After sitting all summer, I started it to move it and it barely started
and ran horribly. It was running entirely too rich. After I got it
moved, I tore into the carb. Yeah, it was running WAY too rich. Seemed
that the bowl was leaking fuel down into the carb just sitting there,
not doing anything. I decide to do a rebuild.
After paying the horrible money for a sub-standard kit, it still does
the same thing. I have had that carb on and off so many times I can't
count.
Is there anyone out there familiar with that Holley that could give me a
few pointers? This is the most bastard carb I've ever seen and since
the carb kit didn't come with any literature, I could really use some
outside knowledge on it.
After running the idle mixture screws bottom, and dropping the float all
the way down...it runs OK...just ok. When I back the screws out, it
starts faltering. Adjusting the float does the same. When the float is
set to proper height, and the air-horn off, I can see fuel dribble into
the carb...I can't really see where it's coming from, tho.
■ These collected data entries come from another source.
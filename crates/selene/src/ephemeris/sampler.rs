//! Sampling longitudes and apparent direction of motion.
//!
//! Retrograde state is a finite difference against the longitude one day
//! earlier. When the two samples are less than 180° apart the body is
//! retrograde if it moved backwards; otherwise the pair straddles the
//! 0°/360° seam and the comparison is inverted.

use crate::ephemeris::provider::{EphemerisError, EphemerisProvider};
use crate::ephemeris::types::{Body, BodyLongitude, RetrogradeSample, Station};
use crate::time::Observer;
use crate::zodiac::normalize_degrees;
use chrono::{DateTime, Duration, Utc};

pub struct PositionSampler<'a, P: EphemerisProvider + ?Sized> {
    provider: &'a P,
}

impl<'a, P: EphemerisProvider + ?Sized> PositionSampler<'a, P> {
    pub fn new(provider: &'a P) -> Self {
        Self { provider }
    }

    pub fn provider(&self) -> &'a P {
        self.provider
    }

    /// Normalized longitude of one body; non-finite values are sample failures.
    pub fn longitude(
        &self,
        body: Body,
        instant: DateTime<Utc>,
        observer: &Observer,
    ) -> Result<f64, EphemerisError> {
        let raw = self.provider.ecliptic_longitude(body, instant, observer)?;
        if !raw.is_finite() {
            return Err(EphemerisError::SampleFailed {
                body,
                instant,
                message: format!("provider returned non-finite longitude {}", raw),
            });
        }
        Ok(normalize_degrees(raw))
    }

    /// Longitudes of `bodies` at `instant`, in the order given. Fails on the
    /// first body the provider cannot compute.
    pub fn sample(
        &self,
        instant: DateTime<Utc>,
        observer: &Observer,
        bodies: &[Body],
    ) -> Result<Vec<BodyLongitude>, EphemerisError> {
        bodies
            .iter()
            .map(|&body| {
                self.longitude(body, instant, observer).map(|ecliptic_longitude| BodyLongitude {
                    body,
                    ecliptic_longitude,
                })
            })
            .collect()
    }

    /// Longitude at `instant` and retrograde state from `instant - 1 day`.
    /// Angles are never retrograde and are not differenced.
    pub fn sample_with_retrograde(
        &self,
        instant: DateTime<Utc>,
        observer: &Observer,
        body: Body,
    ) -> Result<RetrogradeSample, EphemerisError> {
        let longitude = self.longitude(body, instant, observer)?;
        if body.is_angle() {
            return Ok(RetrogradeSample {
                body,
                longitude,
                previous_longitude: None,
                retrograde: false,
            });
        }

        let previous = self.longitude(body, instant - Duration::days(1), observer)?;
        Ok(RetrogradeSample {
            body,
            longitude,
            previous_longitude: Some(previous),
            retrograde: is_retrograde(longitude, previous),
        })
    }
}

/// Two-point retrograde test with the wraparound branch.
pub fn is_retrograde(now: f64, previous: f64) -> bool {
    if (now - previous).abs() < 180.0 {
        now < previous
    } else {
        now > previous
    }
}

/// Three-point station heuristic over samples at d, d-1 and d-2.
///
/// Only the d / d-1 comparison is seam-aware; d-1 against d-2 is compared
/// raw, so a seam crossing on the earlier pair can misclassify the day.
/// Callers treat the result as advisory.
pub fn station_hint(now: f64, previous: f64, before_previous: f64) -> Option<Station> {
    let (new_retrograde, new_direct) = if (now - previous).abs() < 180.0 {
        (
            now < previous && previous > before_previous,
            now > previous && previous < before_previous,
        )
    } else {
        (
            now > previous && previous < before_previous,
            now < previous && previous > before_previous,
        )
    };

    if new_retrograde {
        Some(Station::Retrograde)
    } else if new_direct {
        Some(Station::Direct)
    } else {
        None
    }
}
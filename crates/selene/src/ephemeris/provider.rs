use crate::ephemeris::types::Body;
use crate::time::Observer;
use crate::zodiac::normalize_degrees;
use chrono::{DateTime, Utc};
use thiserror::Error;

/// Errors that can occur during ephemeris calculations
#[derive(Error, Debug, Clone, PartialEq)]
pub enum EphemerisError {
    #[error("Ephemeris file not found at path: {path}. {message}")]
    FileNotFound { path: String, message: String },
    #[error("Failed to calculate position for {body} at {instant}: {message}")]
    SampleFailed {
        body: Body,
        instant: DateTime<Utc>,
        message: String,
    },
    #[error("Body {body} is not supported by this ephemeris")]
    UnsupportedBody { body: Body },
}

/// Source of geocentric ecliptic longitudes.
///
/// Implementations must be pure functions of their arguments: the same
/// `(body, instant, observer)` always yields the same longitude.
pub trait EphemerisProvider {
    /// Geocentric ecliptic longitude in degrees. Angles (Ascendant,
    /// Midheaven) depend on the observer; everything else may ignore it.
    fn ecliptic_longitude(
        &self,
        body: Body,
        instant: DateTime<Utc>,
        observer: &Observer,
    ) -> Result<f64, EphemerisError>;

    /// Moon minus Sun longitude in [0, 360): 0 new, 90 first quarter,
    /// 180 full, 270 last quarter.
    fn moon_phase_angle(&self, instant: DateTime<Utc>) -> Result<f64, EphemerisError> {
        let observer = Observer::GREENWICH;
        let moon = self.ecliptic_longitude(Body::Moon, instant, &observer)?;
        let sun = self.ecliptic_longitude(Body::Sun, instant, &observer)?;
        Ok(normalize_degrees(moon - sun))
    }

    /// Illuminated fraction of the lunar disc in [0, 1].
    fn moon_illumination(&self, instant: DateTime<Utc>) -> Result<f64, EphemerisError> {
        let phase = self.moon_phase_angle(instant)?;
        Ok(((1.0 - phase.to_radians().cos()) / 2.0).clamp(0.0, 1.0))
    }
}

impl<P: EphemerisProvider + ?Sized> EphemerisProvider for &P {
    fn ecliptic_longitude(
        &self,
        body: Body,
        instant: DateTime<Utc>,
        observer: &Observer,
    ) -> Result<f64, EphemerisError> {
        (**self).ecliptic_longitude(body, instant, observer)
    }

    fn moon_phase_angle(&self, instant: DateTime<Utc>) -> Result<f64, EphemerisError> {
        (**self).moon_phase_angle(instant)
    }

    fn moon_illumination(&self, instant: DateTime<Utc>) -> Result<f64, EphemerisError> {
        (**self).moon_illumination(instant)
    }
}
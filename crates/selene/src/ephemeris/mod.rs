pub mod adapter;
pub mod provider;
pub mod sampler;
pub mod types;

pub use adapter::SwissEphemerisAdapter;
pub use provider::{EphemerisError, EphemerisProvider};
pub use sampler::{is_retrograde, station_hint, PositionSampler};
pub use types::{Body, BodyLongitude, RetrogradeSample, Station};
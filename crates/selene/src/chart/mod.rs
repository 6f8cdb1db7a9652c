pub mod assembler;
pub mod types;

pub use assembler::{BirthChartAssembler, ChartError};
pub use types::{BirthChart, BodyPlacement, ChartRequest, ChartWithHouses};
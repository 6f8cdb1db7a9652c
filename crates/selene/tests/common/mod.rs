//! Analytic stand-ins for the Swiss Ephemeris.
#![allow(dead_code)]

use chrono::{DateTime, NaiveDate, TimeZone, Utc};
use selene::ephemeris::{Body, EphemerisError, EphemerisProvider};
use selene::time::Observer;
use std::f64::consts::TAU;

/// Mean motion plus one epicycle-like term, which is enough to give the
/// planets realistic retrograde loops.
struct Orbit {
    base: f64,
    speed: f64,
    amplitude: f64,
    period: f64,
}

impl Orbit {
    const fn new(base: f64, speed: f64, amplitude: f64, period: f64) -> Self {
        Self {
            base,
            speed,
            amplitude,
            period,
        }
    }

    fn at(&self, t: f64) -> f64 {
        let wobble = if self.period > 0.0 {
            self.amplitude * (TAU * t / self.period).sin()
        } else {
            0.0
        };
        self.base + self.speed * t + wobble
    }
}

const SUN: Orbit = Orbit::new(280.46, 0.985_647_4, 0.0, 0.0);

fn orbit(body: Body) -> Orbit {
    match body {
        Body::Moon => Orbit::new(218.316, 13.176_396, 0.0, 0.0),
        Body::Mercury => Orbit::new(252.25, 0.985_647_4, 22.0, 115.88),
        Body::Venus => Orbit::new(181.98, 0.985_647_4, 46.0, 583.9),
        Body::Mars => Orbit::new(355.45, 0.524, 80.0, 779.9),
        Body::Jupiter => Orbit::new(34.4, 0.0831, 10.0, 398.9),
        Body::Saturn => Orbit::new(50.08, 0.0335, 6.0, 378.1),
        Body::Uranus => Orbit::new(314.0, 0.0117, 3.0, 369.7),
        Body::Neptune => Orbit::new(304.0, 0.006, 1.0, 367.5),
        Body::Pluto => Orbit::new(238.9, 0.004, 1.5, 366.7),
        Body::NorthNode => Orbit::new(125.04, -0.052_953_9, 0.0, 0.0),
        Body::Lilith => Orbit::new(83.35, 0.1114, 0.0, 0.0),
        Body::Chiron => Orbit::new(31.0, 0.0196, 2.0, 365.25),
        Body::Ceres => Orbit::new(160.0, 0.214, 10.0, 466.6),
        Body::Pallas => Orbit::new(200.0, 0.213, 10.0, 466.4),
        Body::Juno => Orbit::new(250.0, 0.226, 10.0, 473.8),
        Body::Vesta => Orbit::new(300.0, 0.272, 10.0, 504.0),
        _ => SUN,
    }
}

pub fn days_since_j2000(instant: DateTime<Utc>) -> f64 {
    let j2000 = Utc.with_ymd_and_hms(2000, 1, 1, 12, 0, 0).unwrap();
    (instant - j2000).num_seconds() as f64 / 86_400.0
}

/// Deterministic provider with roughly real mean motions.
pub struct ModelEphemeris;

impl EphemerisProvider for ModelEphemeris {
    fn ecliptic_longitude(
        &self,
        body: Body,
        instant: DateTime<Utc>,
        observer: &Observer,
    ) -> Result<f64, EphemerisError> {
        let t = days_since_j2000(instant);
        Ok(match body {
            Body::Ascendant => {
                100.0 + 360.985_647 * t + observer.longitude + observer.latitude / 10.0
            }
            Body::Midheaven => 10.0 + 360.985_647 * t + observer.longitude,
            Body::SouthNode => orbit(Body::NorthNode).at(t) + 180.0,
            other => orbit(other).at(t),
        })
    }
}

/// Fails one body on the given UTC dates and defers to [`ModelEphemeris`]
/// otherwise.
pub struct FailingDays {
    pub body: Body,
    pub dates: Vec<NaiveDate>,
}

impl EphemerisProvider for FailingDays {
    fn ecliptic_longitude(
        &self,
        body: Body,
        instant: DateTime<Utc>,
        observer: &Observer,
    ) -> Result<f64, EphemerisError> {
        if body == self.body && self.dates.contains(&instant.date_naive()) {
            return Err(EphemerisError::SampleFailed {
                body,
                instant,
                message: "numeric divergence".to_string(),
            });
        }
        ModelEphemeris.ecliptic_longitude(body, instant, observer)
    }
}

/// Sun fixed at 0°, the Moon advancing 1° per day from 0° at noon on
/// `start`, and the North Node fixed at `node`. The lunar phase angle is
/// then simply the day number.
pub struct SlowMoon {
    pub start: NaiveDate,
    pub node: f64,
}

impl EphemerisProvider for SlowMoon {
    fn ecliptic_longitude(
        &self,
        body: Body,
        instant: DateTime<Utc>,
        _observer: &Observer,
    ) -> Result<f64, EphemerisError> {
        let noon = Utc.from_utc_datetime(&self.start.and_hms_opt(12, 0, 0).unwrap());
        let day = (instant - noon).num_seconds() as f64 / 86_400.0;
        Ok(match body {
            Body::Moon => day,
            Body::NorthNode => self.node,
            Body::SouthNode => self.node + 180.0,
            _ => 0.0,
        })
    }
}

pub fn date(y: i32, m: u32, d: u32) -> NaiveDate {
    NaiveDate::from_ymd_opt(y, m, d).unwrap()
}
//! Observability subsystem.
//!
//! # Data Flow
//! ```text
//! handlers + upstream client produce:
//!     → logging.rs (structured log events via `tracing`)
//!     → metrics.rs (upstream call counters and latency histograms)
//!
//! Consumers:
//!     → stdout (fmt layer, filtered by RUST_LOG or config)
//!     → Prometheus scrape endpoint (opt-in)
//! ```
//!
//! Request IDs are attached by the HTTP layer (see `http::request`) and show
//! up on every span opened for a local request.

pub mod logging;
pub mod metrics;
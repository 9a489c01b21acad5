use clap::{Args, Parser, Subcommand};
use serde_json::Value;

use user_proxy::User;

#[derive(Parser)]
#[command(name = "users-cli")]
#[command(about = "Command-line client for a running user-proxy", long_about = None)]
struct Cli {
    #[arg(short, long, default_value = "http://localhost:8000")]
    url: String,

    #[command(subcommand)]
    command: Commands,
}

#[derive(Subcommand)]
enum Commands {
    /// List all users
    List,
    /// Create a user
    Create(UserArgs),
    /// Update the user with the given id
    Update {
        #[arg(value_name = "ID")]
        user_id: String,
        #[command(flatten)]
        user: UserArgs,
    },
}

#[derive(Args)]
struct UserArgs {
    #[arg(long, default_value_t = 0)]
    id: i64,
    #[arg(long, default_value = "")]
    name: String,
    #[arg(long, default_value = "")]
    username: String,
    #[arg(long, default_value = "")]
    email: String,
}

impl From<UserArgs> for User {
    fn from(args: UserArgs) -> Self {
        User {
            id: args.id,
            name: args.name,
            username: args.username,
            email: args.email,
        }
    }
}

#[tokio::main]
async fn main() -> Result<(), Box<dyn std::error::Error>> {
    let cli = Cli::parse();
    let client = reqwest::Client::new();
    let users_url = format!("{}/api/users", cli.url.trim_end_matches('/'));

    let res = match cli.command {
        Commands::List => client.get(&users_url).send().await?,
        Commands::Create(args) => {
            client
                .post(&users_url)
                .json(&User::from(args))
                .send()
                .await?
        }
        Commands::Update { user_id, user } => {
            client
                .put(format!("{users_url}/{user_id}"))
                .json(&User::from(user))
                .send()
                .await?
        }
    };

    print_response(res).await
}

async fn print_response(res: reqwest::Response) -> Result<(), Box<dyn std::error::Error>> {
    let status = res.status();
    let text = res.text().await?;

    if !status.is_success() {
        eprintln!("Error: user-proxy returned status {}", status);
        eprintln!("Response: {}", text.trim_end());
        return Ok(());
    }

    eprintln!("Status: {}", status);
    match serde_json::from_str::<Value>(&text) {
        Ok(json) => println!("{}", serde_json::to_string_pretty(&json)?),
        Err(_) => println!("{}", text),
    }
    Ok(())
}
The idle circuit appears to be fine since the idle mixtures screws seem
to effect its idle quality. The bowl is not cracked and the power valve
is functioning properly. The kit that I got came with new metering
orifice tubes but they look nothing like the old ones, have these been
redesigned to repair some known problem? The old tubes had the base
crushed shut, the new ones did not...and the orifice on the new ones is
MUCH smaller...surely effecting the air bleed.
Has anyone else ran across this same problem?